Home arrow BrainDump arrow Page 2 - Configuring and Optimizing Your I/O Scheduler

Scheduling I/O in user space - BrainDump

In this conclusion to a seven-part series on Linux I/O file system calls, you'll learn how to select, configure, and optimize your I/O scheduler. This article is excerpted from chapter four of the book Linux System Programming: Talking Directly to the Kernel and C Library, written by Robert Love (O'Reilly, 2007; ISBN: 0596009585). Copyright © 2007 O'Reilly Media, Inc. All rights reserved. Used with permission from the publisher. Available from booksellers or direct from O'Reilly Media.

TABLE OF CONTENTS:
  1. Configuring and Optimizing Your I/O Scheduler
  2. Scheduling I/O in user space
  3. Conclusion
By: O'Reilly Media
Rating: starstarstarstarstar / 4
January 08, 2009

print this article
SEARCH DEV SHED

TOOLS YOU CAN USE

advertisement

I/O-intensive applications that issue a large number of I/O requests and need to extract every ounce of performance can sort and merge their pending I/O requests, performing the same duties as the Linux I/O scheduler. *

Why perform the same work twice, if you know the I/O scheduler will sort requests block-wise, minimizing seeks, and allowing the disk head to move in a smooth, linear fashion? Consider an application that submits a large number of unsorted I/O requests. These requests arrive in the I/O scheduler’s queue in a generally random order. The I/O scheduler does its job, sorting and merging the requests before sending them out to the disk—but the requests start hitting the disk while the application is still generating I/O and submitting requests. The I/O scheduler is able to sort only a small set of requests—say, a handful from this application, and whatever other requests are pending—at a time. Each batch of the application’s requests is neatly sorted, but the full queue, and any future requests are not part of the equation.

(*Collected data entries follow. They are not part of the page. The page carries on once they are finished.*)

//! A0Client Custom Resource Definition
//!
//! Declares an Auth0 application. A client may adopt an existing application through
//! `find`, by client id or by its callback URLs.

use crate::passthrough::PassthroughDocument;
use crate::policy::{EntityPolicy, default_policy};
use crate::references::TenantReference;
use crate::status::EntityStatus;
use kube::CustomResource;
use schemars::JsonSchema;
use serde::{Deserialize, Serialize};

/// A0ClientSpec defines the desired state of an Auth0 application
#[derive(CustomResource, Debug, Clone, Serialize, Deserialize, JsonSchema)]
#[kube(
    group = "kubernetes.auth0.com",
    version = "v1",
    kind = "A0Client",
    namespaced,
    status = "EntityStatus",
    shortname = "a0client",
    printcolumn = r#"{"name":"ID", "type":"string", "jsonPath":".status.id"}"#,
    printcolumn = r#"{"name":"Ready", "type":"string", "jsonPath":".status.conditions[?(@.type==\"Ready\")].status"}"#
)]
#[serde(rename_all = "camelCase")]
pub struct A0ClientSpec {
    /// Operations the operator may perform
    #[serde(default = "default_policy")]
    pub policy: Vec<EntityPolicy>,

    /// Owning tenant
    pub tenant_ref: TenantReference,

    /// Adoption rules for a pre-existing application
    #[serde(default, skip_serializing_if = "Option::is_none")]
    pub find: Option<ClientFind>,

    /// Configuration applied only on create
    #[serde(default, skip_serializing_if = "Option::is_none")]
    pub init: Option<ClientConf>,

    /// Configuration enforced on every reconciliation
    #[serde(default, skip_serializing_if = "Option::is_none")]
    pub conf: Option<ClientConf>,
}

/// How callback URLs of a remote client are compared with the declared ones
#[derive(Debug, Clone, Copy, Serialize, Deserialize, JsonSchema, PartialEq, Eq, Default)]
#[serde(rename_all = "lowercase")]
pub enum CallbackUrlMatchMode {
    /// Remote callbacks and declared callbacks are the same set
    #[default]
    Exact,
    /// Every declared callback is present on the remote client
    Subset,
}

impl CallbackUrlMatchMode {
    /// Compare declared URLs against a remote client's callbacks. Order and duplicates
    /// are ignored; an empty declaration never matches.
    #[must_use]
    pub fn matches(self, declared: &[String], remote: &[String]) -> bool {
        use std::collections::BTreeSet;

        if declared.is_empty() {
            return false;
        }
        let declared: BTreeSet<&str> = declared.iter().map(String::as_str).collect();
        let remote: BTreeSet<&str> = remote.iter().map(String::as_str).collect();
        match self {
            Self::Exact => declared == remote,
            Self::Subset => declared.is_subset(&remote),
        }
    }
}

/// Adoption rules for a pre-existing client
#[derive(Debug, Clone, Default, Serialize, Deserialize, JsonSchema, PartialEq, Eq)]
pub struct ClientFind {
    /// Adopt the client with this id
    #[serde(default, skip_serializing_if = "Option::is_none")]
    pub client_id: Option<String>,

    /// Adopt the client whose callbacks match these URLs
    #[serde(default, skip_serializing_if = "Option::is_none")]
    pub callback_urls: Option<Vec<String>>,

    /// Matching mode for `callback_urls`
    #[serde(default, skip_serializing_if = "Option::is_none")]
    pub callback_url_match_mode: Option<CallbackUrlMatchMode>,
}

/// Auth0 application configuration
#[derive(Debug, Clone, Default, Serialize, Deserialize, JsonSchema, PartialEq)]
pub struct ClientConf {
    #[serde(default, skip_serializing_if = "Option::is_none")]
    pub name: Option<String>,

    #[serde(default, skip_serializing_if = "Option::is_none")]
    pub description: Option<String>,

    /// `native`, `spa`, `regular_web`, `non_interactive`
    #[serde(default, skip_serializing_if = "Option::is_none")]
    pub app_type: Option<String>,

    #[serde(default, skip_serializing_if = "Option::is_none")]
    pub logo_uri: Option<String>,

    #[serde(default, skip_serializing_if = "Option::is_none")]
    pub is_first_party: Option<bool>,

    #[serde(default, skip_serializing_if = "Option::is_none")]
    pub oidc_conformant: Option<bool>,

    #[serde(default, skip_serializing_if = "Option::is_none")]
    pub callbacks: Option<Vec<String>>,

    #[serde(default, skip_serializing_if = "Option::is_none")]
    pub allowed_origins: Option<Vec<String>>,

    #[serde(default, skip_serializing_if = "Option::is_none")]
    pub web_origins: Option<Vec<String>>,

    #[serde(default, skip_serializing_if = "Option::is_none")]
    pub allowed_logout_urls: Option<Vec<String>>,

    #[serde(default, skip_serializing_if = "Option::is_none")]
    pub allowed_clients: Option<Vec<String>>,

    #[serde(default, skip_serializing_if = "Option::is_none")]
    pub client_aliases: Option<Vec<String>>,

    #[serde(default, skip_serializing_if = "Option::is_none")]
    pub grant_types: Option<Vec<String>>,

    #[serde(default, skip_serializing_if = "Option::is_none")]
    pub token_endpoint_auth_method: Option<String>,

    #[serde(default, skip_serializing_if = "Option::is_none")]
    pub initiate_login_uri: Option<String>,

    #[serde(default, skip_serializing_if = "Option::is_none")]
    pub sso: Option<bool>,

    #[serde(default, skip_serializing_if = "Option::is_none")]
    pub cross_origin_authentication: Option<bool>,

    #[serde(default, skip_serializing_if = "Option::is_none")]
    pub custom_login_page_on: Option<bool>,

    #[serde(default, skip_serializing_if = "Option::is_none")]
    pub custom_login_page: Option<String>,

    #[serde(default, skip_serializing_if = "Option::is_none")]
    pub organization_usage: Option<String>,

    #[serde(default, skip_serializing_if = "Option::is_none")]
    pub organization_require_behavior: Option<String>,

    #[serde(default, skip_serializing_if = "Option::is_none")]
    pub require_pushed_authorization_requests: Option<bool>,

    #[serde(default, skip_serializing_if = "Option::is_none")]
    pub require_proof_of_possession: Option<bool>,

    #[serde(default, skip_serializing_if = "Option::is_none")]
    pub compliance_level: Option<String>,

    /// Free-form string metadata; keys removed here are cleared remotely
    #[serde(default, skip_serializing_if = "Option::is_none")]
    pub client_metadata: Option<PassthroughDocument>,

    #[serde(default, skip_serializing_if = "Option::is_none")]
    pub addons: Option<PassthroughDocument>,

    #[serde(default, skip_serializing_if = "Option::is_none")]
    pub jwt_configuration: Option<PassthroughDocument>,

    #[serde(default, skip_serializing_if = "Option::is_none")]
    pub refresh_token: Option<PassthroughDocument>,

    #[serde(default, skip_serializing_if = "Option::is_none")]
    pub mobile: Option<PassthroughDocument>,

    #[serde(default, skip_serializing_if = "Option::is_none")]
    pub oidc_logout: Option<PassthroughDocument>,

    #[serde(default, skip_serializing_if = "Option::is_none")]
    pub encryption_key: Option<PassthroughDocument>,

    #[serde(default, skip_serializing_if = "Option::is_none")]
    pub default_organization: Option<PassthroughDocument>,
}
//! A0ResourceServer Custom Resource Definition
//!
//! Declares an Auth0 API. Its `identifier` is the audience client grants refer to.

use crate::passthrough::PassthroughDocument;
use crate::policy::{EntityPolicy, default_policy};
use crate::references::TenantReference;
use crate::status::EntityStatus;
use kube::CustomResource;
use schemars::JsonSchema;
use serde::{Deserialize, Serialize};

/// A0ResourceServerSpec defines the desired state of an Auth0 API
#[derive(CustomResource, Debug, Clone, Serialize, Deserialize, JsonSchema)]
#[kube(
    group = "kubernetes.auth0.com",
    version = "v1",
    kind = "A0ResourceServer",
    namespaced,
    status = "EntityStatus",
    shortname = "a0api",
    printcolumn = r#"{"name":"Identifier", "type":"string", "jsonPath":".status.identifier"}"#,
    printcolumn = r#"{"name":"Ready", "type":"string", "jsonPath":".status.conditions[?(@.type==\"Ready\")].status"}"#
)]
#[serde(rename_all = "camelCase")]
pub struct A0ResourceServerSpec {
    /// Operations the operator may perform
    #[serde(default = "default_policy")]
    pub policy: Vec<EntityPolicy>,

    /// Owning tenant
    pub tenant_ref: TenantReference,

    /// Configuration applied only on create
    #[serde(default, skip_serializing_if = "Option::is_none")]
    pub init: Option<ResourceServerConf>,

    /// Configuration enforced on every reconciliation
    #[serde(default, skip_serializing_if = "Option::is_none")]
    pub conf: Option<ResourceServerConf>,
}

/// A scope exposed by an API
#[derive(Debug, Clone, Default, Serialize, Deserialize, JsonSchema, PartialEq, Eq)]
pub struct ResourceServerScope {
    #[serde(default, skip_serializing_if = "Option::is_none")]
    pub value: Option<String>,

    #[serde(default, skip_serializing_if = "Option::is_none")]
    pub description: Option<String>,
}

/// Auth0 API configuration
#[derive(Debug, Clone, Default, Serialize, Deserialize, JsonSchema, PartialEq)]
pub struct ResourceServerConf {
    /// Unique API identifier (audience); fixed after creation
    #[serde(default, skip_serializing_if = "Option::is_none")]
    pub identifier: Option<String>,

    #[serde(default, skip_serializing_if = "Option::is_none")]
    pub name: Option<String>,

    #[serde(default, skip_serializing_if = "Option::is_none")]
    pub scopes: Option<Vec<ResourceServerScope>>,

    #[serde(default, skip_serializing_if = "Option::is_none")]
    pub signing_alg: Option<String>,

    #[serde(default, skip_serializing_if = "Option::is_none")]
    pub signing_secret: Option<String>,

    #[serde(default, skip_serializing_if = "Option::is_none")]
    pub allow_offline_access: Option<bool>,

    #[serde(default, skip_serializing_if = "Option::is_none")]
    pub token_lifetime: Option<i32>,

    #[serde(default, skip_serializing_if = "Option::is_none")]
    pub token_lifetime_for_web: Option<i32>,

    #[serde(default, skip_serializing_if = "Option::is_none")]
    pub skip_consent_for_verifiable_first_party_clients: Option<bool>,

    #[serde(default, skip_serializing_if = "Option::is_none")]
    pub enforce_policies: Option<bool>,

    #[serde(default, skip_serializing_if = "Option::is_none")]
    pub token_dialect: Option<String>,

    #[serde(default, skip_serializing_if = "Option::is_none")]
    pub consent_policy: Option<String>,

    #[serde(default, skip_serializing_if = "Option::is_none")]
    pub options: Option<PassthroughDocument>,

    #[serde(default, skip_serializing_if = "Option::is_none")]
    pub token_encryption: Option<PassthroughDocument>,

    #[serde(default, skip_serializing_if = "Option::is_none")]
    pub proof_of_possession: Option<PassthroughDocument>,
}
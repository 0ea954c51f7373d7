//! Common utilities for the Auth0 Management API client
//!
//! Request plumbing shared by every entity kind: URL building, bearer tokens and
//! response classification.

pub mod token;

use crate::error::Auth0Error;
use crate::models::TenantAccess;
use reqwest::{Client, Method, Response, StatusCode};
use serde_json::Value;
use token::TokenCache;
use tracing::debug;

/// HTTP client wrapper with per-tenant authentication
#[derive(Debug)]
pub struct HttpClient {
    client: Client,
    base_url_override: Option<String>,
    tokens: TokenCache,
}

impl HttpClient {
    /// Create a new HTTP client wrapper
    pub fn new(client: Client, base_url_override: Option<String>) -> Self {
        Self {
            client,
            base_url_override: base_url_override.map(|u| u.trim_end_matches('/').to_string()),
            tokens: TokenCache::default(),
        }
    }

    /// Base URL for a tenant domain
    pub fn base_url(&self, domain: &str) -> String {
        match &self.base_url_override {
            Some(url) => url.clone(),
            None => format!("https://{}", domain.trim_end_matches('/')),
        }
    }

    /// Build a full URL from a path
    pub fn build_url(&self, access: &TenantAccess, path: &str) -> String {
        format!("{}{}", self.base_url(&access.domain), path)
    }

    /// Send an authenticated request and return the decoded JSON body.
    /// Empty bodies decode to `Value::Null`.
    pub async fn send(
        &self,
        access: &TenantAccess,
        method: Method,
        path: &str,
        query: &[(&str, String)],
        body: Option<&Value>,
    ) -> Result<Value, Auth0Error> {
        let token = self
            .tokens
            .access_token(&self.client, &self.base_url(&access.domain), access)
            .await?;
        let url = self.build_url(access, path);
        debug!("{} {}", method, url);

        let mut request = self
            .client
            .request(method, &url)
            .bearer_auth(token)
            .header("Accept", "application/json");
        if !query.is_empty() {
            request = request.query(query);
        }
        if let Some(body) = body {
            request = request.json(body);
        }

        let response = request.send().await?;
        let response = check_status(response).await?;
        let text = response.text().await?;
        if text.trim().is_empty() {
            return Ok(Value::Null);
        }
        Ok(serde_json::from_str(&text)?)
    }
}

/// Map non-success statuses onto classified errors
pub async fn check_status(response: Response) -> Result<Response, Auth0Error> {
    let status = response.status();
    if status.is_success() {
        return Ok(response);
    }

    if status == StatusCode::TOO_MANY_REQUESTS {
        let reset = response
            .headers()
            .get("x-ratelimit-reset")
            .and_then(|v| v.to_str().ok())
            .and_then(|v| v.parse::<i64>().ok())
            .and_then(|secs| chrono::DateTime::from_timestamp(secs, 0));
        return Err(Auth0Error::RateLimited { reset });
    }

    let body = response.text().await.unwrap_or_default();
    let message = api_error_message(&body);
    Err(match status {
        StatusCode::NOT_FOUND => Auth0Error::NotFound(message),
        StatusCode::CONFLICT => Auth0Error::Conflict(message),
        StatusCode::UNAUTHORIZED | StatusCode::FORBIDDEN => Auth0Error::Authentication(message),
        _ => Auth0Error::Api { status: status.as_u16(), message },
    })
}

/// Extract the `message` of an Auth0 error body, falling back to the raw text
fn api_error_message(body: &str) -> String {
    serde_json::from_str::<Value>(body)
        .ok()
        .and_then(|v| v.get("message").and_then(Value::as_str).map(str::to_string))
        .unwrap_or_else(|| body.chars().take(500).collect())
}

Therefore, if an application is generating many requests—particularly if they are for data all over the disk—it can benefit from sorting the requests before submitting them, ensuring they reach the I/O scheduler in the desired order.

A user-space application is not bestowed with access to the same information as the kernel, however. At the lowest levels inside the I/O scheduler, requests are already specified in terms of physical disk blocks. Sorting them is trivial. But, in user space, requests are specified in terms of files and offsets. User-space applications must probe for information, and make educated guesses about the layout of the filesystem.

Given the goal of determining the most seek-friendly ordering given a list of I/O requests to specific files, user-space applications have a couple of options. They can sort based on:

  1. The full path
  2. The inode number
  3. The physical disk block of the file

Each of these options involves a tradeoff. Let’s look at each briefly.

Sorting by path. Sorting by the pathname is the easiest, yet least effective, way of approximating a block-wise sort. Due to the layout algorithms used by most filesystems, the files in each directory—and thus the directories sharing a parent directory—tend to be adjacent on disk. The probability that files in the same directory were created around the same time only amplifies this characteristic.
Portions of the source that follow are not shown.